DATA ::
#####

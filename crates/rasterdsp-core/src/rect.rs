//! Rect - axis-aligned rectangle regions
//!
//! Rectangles locate selections, crop windows, and histogram regions.
//! Coordinates are half-open: a pixel (px, py) is inside when
//! `x <= px < x + width` and `y <= py < y + height`.

use crate::error::{Error, Result};

/// A rectangular region
///
/// A simple `Copy` type since it is small and frequently copied.
#[derive(Debug, Clone, Copy, PartialEq, Eq, Hash, Default)]
pub struct Rect {
    /// Left x coordinate
    pub x: i32,
    /// Top y coordinate
    pub y: i32,
    /// Width
    pub width: i32,
    /// Height
    pub height: i32,
}

impl Rect {
    /// Create a new rectangle.
    ///
    /// # Errors
    ///
    /// Returns an error if width or height is negative.
    pub fn new(x: i32, y: i32, width: i32, height: i32) -> Result<Self> {
        if width < 0 || height < 0 {
            return Err(Error::InvalidParameter(format!(
                "rect dimensions must be non-negative: {}x{}",
                width, height
            )));
        }
        Ok(Self {
            x,
            y,
            width,
            height,
        })
    }

    /// Create a rectangle without validation.
    pub const fn new_unchecked(x: i32, y: i32, width: i32, height: i32) -> Self {
        Self {
            x,
            y,
            width,
            height,
        }
    }

    /// Create a rectangle from two corner points.
    pub fn from_corners(x1: i32, y1: i32, x2: i32, y2: i32) -> Self {
        let (x, width) = if x1 <= x2 {
            (x1, x2 - x1)
        } else {
            (x2, x1 - x2)
        };
        let (y, height) = if y1 <= y2 {
            (y1, y2 - y1)
        } else {
            (y2, y1 - y2)
        };
        Self {
            x,
            y,
            width,
            height,
        }
    }

    /// Get the right x coordinate (exclusive).
    #[inline]
    pub fn right(&self) -> i32 {
        self.x + self.width
    }

    /// Get the bottom y coordinate (exclusive).
    #[inline]
    pub fn bottom(&self) -> i32 {
        self.y + self.height
    }

    /// Get the center x coordinate.
    #[inline]
    pub fn center_x(&self) -> i32 {
        self.x + self.width / 2
    }

    /// Get the center y coordinate.
    #[inline]
    pub fn center_y(&self) -> i32 {
        self.y + self.height / 2
    }

    /// Get the area.
    #[inline]
    pub fn area(&self) -> i64 {
        self.width as i64 * self.height as i64
    }

    /// Check if the rectangle has zero area.
    #[inline]
    pub fn is_empty(&self) -> bool {
        self.width == 0 || self.height == 0
    }

    /// Check if a point is inside the rectangle.
    #[inline]
    pub fn contains_point(&self, x: i32, y: i32) -> bool {
        x >= self.x && x < self.right() && y >= self.y && y < self.bottom()
    }

    /// Check if this rectangle overlaps with another.
    pub fn overlaps(&self, other: &Rect) -> bool {
        self.x < other.right()
            && self.right() > other.x
            && self.y < other.bottom()
            && self.bottom() > other.y
    }

    /// Compute the intersection of two rectangles.
    pub fn intersect(&self, other: &Rect) -> Option<Rect> {
        let x = self.x.max(other.x);
        let y = self.y.max(other.y);
        let right = self.right().min(other.right());
        let bottom = self.bottom().min(other.bottom());

        if x < right && y < bottom {
            Some(Rect {
                x,
                y,
                width: right - x,
                height: bottom - y,
            })
        } else {
            None
        }
    }

    /// Compute the union (bounding rectangle) of two rectangles.
    pub fn union(&self, other: &Rect) -> Rect {
        let x = self.x.min(other.x);
        let y = self.y.min(other.y);
        let right = self.right().max(other.right());
        let bottom = self.bottom().max(other.bottom());

        Rect {
            x,
            y,
            width: right - x,
            height: bottom - y,
        }
    }

    /// Clip to an image of the given dimensions.
    ///
    /// Returns `None` if nothing of the rectangle lies inside the image.
    pub fn clip(&self, width: u32, height: u32) -> Option<Rect> {
        self.intersect(&Rect::new_unchecked(0, 0, width as i32, height as i32))
    }
}

#[cfg(test)]
mod tests {
    use super::*;

    #[test]
    fn test_new_rejects_negative() {
        assert!(Rect::new(0, 0, -1, 5).is_err());
        assert!(Rect::new(0, 0, 5, -1).is_err());
        assert!(Rect::new(-3, -3, 5, 5).is_ok());
    }

    #[test]
    fn test_contains_point_half_open() {
        let r = Rect::new_unchecked(2, 3, 4, 5);
        assert!(r.contains_point(2, 3));
        assert!(r.contains_point(5, 7));
        assert!(!r.contains_point(6, 3));
        assert!(!r.contains_point(2, 8));
    }

    #[test]
    fn test_intersect() {
        let a = Rect::new_unchecked(0, 0, 10, 10);
        let b = Rect::new_unchecked(5, 5, 10, 10);
        let i = a.intersect(&b).unwrap();
        assert_eq!(i, Rect::new_unchecked(5, 5, 5, 5));

        let c = Rect::new_unchecked(20, 20, 3, 3);
        assert!(a.intersect(&c).is_none());
    }

    #[test]
    fn test_union() {
        let a = Rect::new_unchecked(0, 0, 2, 2);
        let b = Rect::new_unchecked(5, 5, 2, 2);
        assert_eq!(a.union(&b), Rect::new_unchecked(0, 0, 7, 7));
    }

    #[test]
    fn test_clip() {
        let r = Rect::new_unchecked(-5, -5, 20, 8);
        let clipped = r.clip(10, 10).unwrap();
        assert_eq!(clipped, Rect::new_unchecked(0, 0, 10, 3));

        let outside = Rect::new_unchecked(50, 50, 5, 5);
        assert!(outside.clip(10, 10).is_none());
    }

    #[test]
    fn test_from_corners_normalizes() {
        let r = Rect::from_corners(8, 9, 2, 3);
        assert_eq!(r, Rect::new_unchecked(2, 3, 6, 6));
    }
}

#####

TASK TO CARRY OUT :: Reproduce all of the material verbatim.

OUTPUT FOR THIS EXERCISE ::
filename crates/rasterdsp-core/src/rect.rs
//! Rect - axis-aligned rectangle regions
//!
//! Rectangles locate selections, crop windows, and histogram regions.
//! Coordinates are half-open: a pixel (px, py) is inside when
//! `x <= px < x + width` and `y <= py < y + height`.

use crate::error::{Error, Result};

/// A rectangular region
///
/// A simple `Copy` type since it is small and frequently copied.
#[derive(Debug, Clone, Copy, PartialEq, Eq, Hash, Default)]
pub struct Rect {
    /// Left x coordinate
    pub x: i32,
    /// Top y coordinate
    pub y: i32,
    /// Width
    pub width: i32,
    /// Height
    pub height: i32,
}

impl Rect {
    /// Create a new rectangle.
    ///
    /// # Errors
    ///
    /// Returns an error if width or height is negative.
    pub fn new(x: i32, y: i32, width: i32, height: i32) -> Result<Self> {
        if width < 0 || height < 0 {
            return Err(Error::InvalidParameter(format!(
                "rect dimensions must be non-negative: {}x{}",
                width, height
            )));
        }
        Ok(Self {
            x,
            y,
            width,
            height,
        })
    }

    /// Create a rectangle without validation.
    pub const fn new_unchecked(x: i32, y: i32, width: i32, height: i32) -> Self {
        Self {
            x,
            y,
            width,
            height,
        }
    }

    /// Create a rectangle from two corner points.
    pub fn from_corners(x1: i32, y1: i32, x2: i32, y2: i32) -> Self {
        let (x, width) = if x1 <= x2 {
            (x1, x2 - x1)
        } else {
            (x2, x1 - x2)
        };
        let (y, height) = if y1 <= y2 {
            (y1, y2 - y1)
        } else {
            (y2, y1 - y2)
        };
        Self {
            x,
            y,
            width,
            height,
        }
    }

    /// Get the right x coordinate (exclusive).
    #[inline]
    pub fn right(&self) -> i32 {
        self.x + self.width
    }

    /// Get the bottom y coordinate (exclusive).
    #[inline]
    pub fn bottom(&self) -> i32 {
        self.y + self.height
    }

    /// Get the center x coordinate.
    #[inline]
    pub fn center_x(&self) -> i32 {
        self.x + self.width / 2
    }

    /// Get the center y coordinate.
    #[inline]
    pub fn center_y(&self) -> i32 {
        self.y + self.height / 2
    }

    /// Get the area.
    #[inline]
    pub fn area(&self) -> i64 {
        self.width as i64 * self.height as i64
    }

    /// Check if the rectangle has zero area.
    #[inline]
    pub fn is_empty(&self) -> bool {
        self.width == 0 || self.height == 0
    }

    /// Check if a point is inside the rectangle.
    #[inline]
    pub fn contains_point(&self, x: i32, y: i32) -> bool {
        x >= self.x && x < self.right() && y >= self.y && y < self.bottom()
    }

    /// Check if this rectangle overlaps with another.
    pub fn overlaps(&self, other: &Rect) -> bool {
        self.x < other.right()
            && self.right() > other.x
            && self.y < other.bottom()
            && self.bottom() > other.y
    }

    /// Compute the intersection of two rectangles.
    pub fn intersect(&self, other: &Rect) -> Option<Rect> {
        let x = self.x.max(other.x);
        let y = self.y.max(other.y);
        let right = self.right().min(other.right());
        let bottom = self.bottom().min(other.bottom());

        if x < right && y < bottom {
            Some(Rect {
                x,
                y,
                width: right - x,
                height: bottom - y,
            })
        } else {
            None
        }
    }

    /// Compute the union (bounding rectangle) of two rectangles.
    pub fn union(&self, other: &Rect) -> Rect {
        let x = self.x.min(other.x);
        let y = self.y.min(other.y);
        let right = self.right().max(other.right());
        let bottom = self.bottom().max(other.bottom());

        Rect {
            x,
            y,
            width: right - x,
            height: bottom - y,
        }
    }

    /// Clip to an image of the given dimensions.
    ///
    /// Returns `None` if nothing of the rectangle lies inside the image.
    pub fn clip(&self, width: u32, height: u32) -> Option<Rect> {
        self.intersect(&Rect::new_unchecked(0, 0, width as i32, height as i32))
    }
}

#[cfg(test)]
mod tests {
    use super::*;

    #[test]
    fn test_new_rejects_negative() {
        assert!(Rect::new(0, 0, -1, 5).is_err());
        assert!(Rect::new(0, 0, 5, -1).is_err());
        assert!(Rect::new(-3, -3, 5, 5).is_ok());
    }

    #[test]
    fn test_contains_point_half_open() {
        let r = Rect::new_unchecked(2, 3, 4, 5);
        assert!(r.contains_point(2, 3));
        assert!(r.contains_point(5, 7));
        assert!(!r.contains_point(6, 3));
        assert!(!r.contains_point(2, 8));
    }

    #[test]
    fn test_intersect() {
        let a = Rect::new_unchecked(0, 0, 10, 10);
        let b = Rect::new_unchecked(5, 5, 10, 10);
        let i = a.intersect(&b).unwrap();
        assert_eq!(i, Rect::new_unchecked(5, 5, 5, 5));

        let c = Rect::new_unchecked(20, 20, 3, 3);
        assert!(a.intersect(&c).is_none());
    }

    #[test]
    fn test_union() {
        let a = Rect::new_unchecked(0, 0, 2, 2);
        let b = Rect::new_unchecked(5, 5, 2, 2);
        assert_eq!(a.union(&b), Rect::new_unchecked(0, 0, 7, 7));
    }

    #[test]
    fn test_clip() {
        let r = Rect::new_unchecked(-5, -5, 20, 8);
        let clipped = r.clip(10, 10).unwrap();
        assert_eq!(clipped, Rect::new_unchecked(0, 0, 10, 3));

        let outside = Rect::new_unchecked(50, 50, 5, 5);
        assert!(outside.clip(10, 10).is_none());
    }

    #[test]
    fn test_from_corners_normalizes() {
        let r = Rect::from_corners(8, 9, 2, 3);
        assert_eq!(r, Rect::new_unchecked(2, 3, 6, 6));
    }
}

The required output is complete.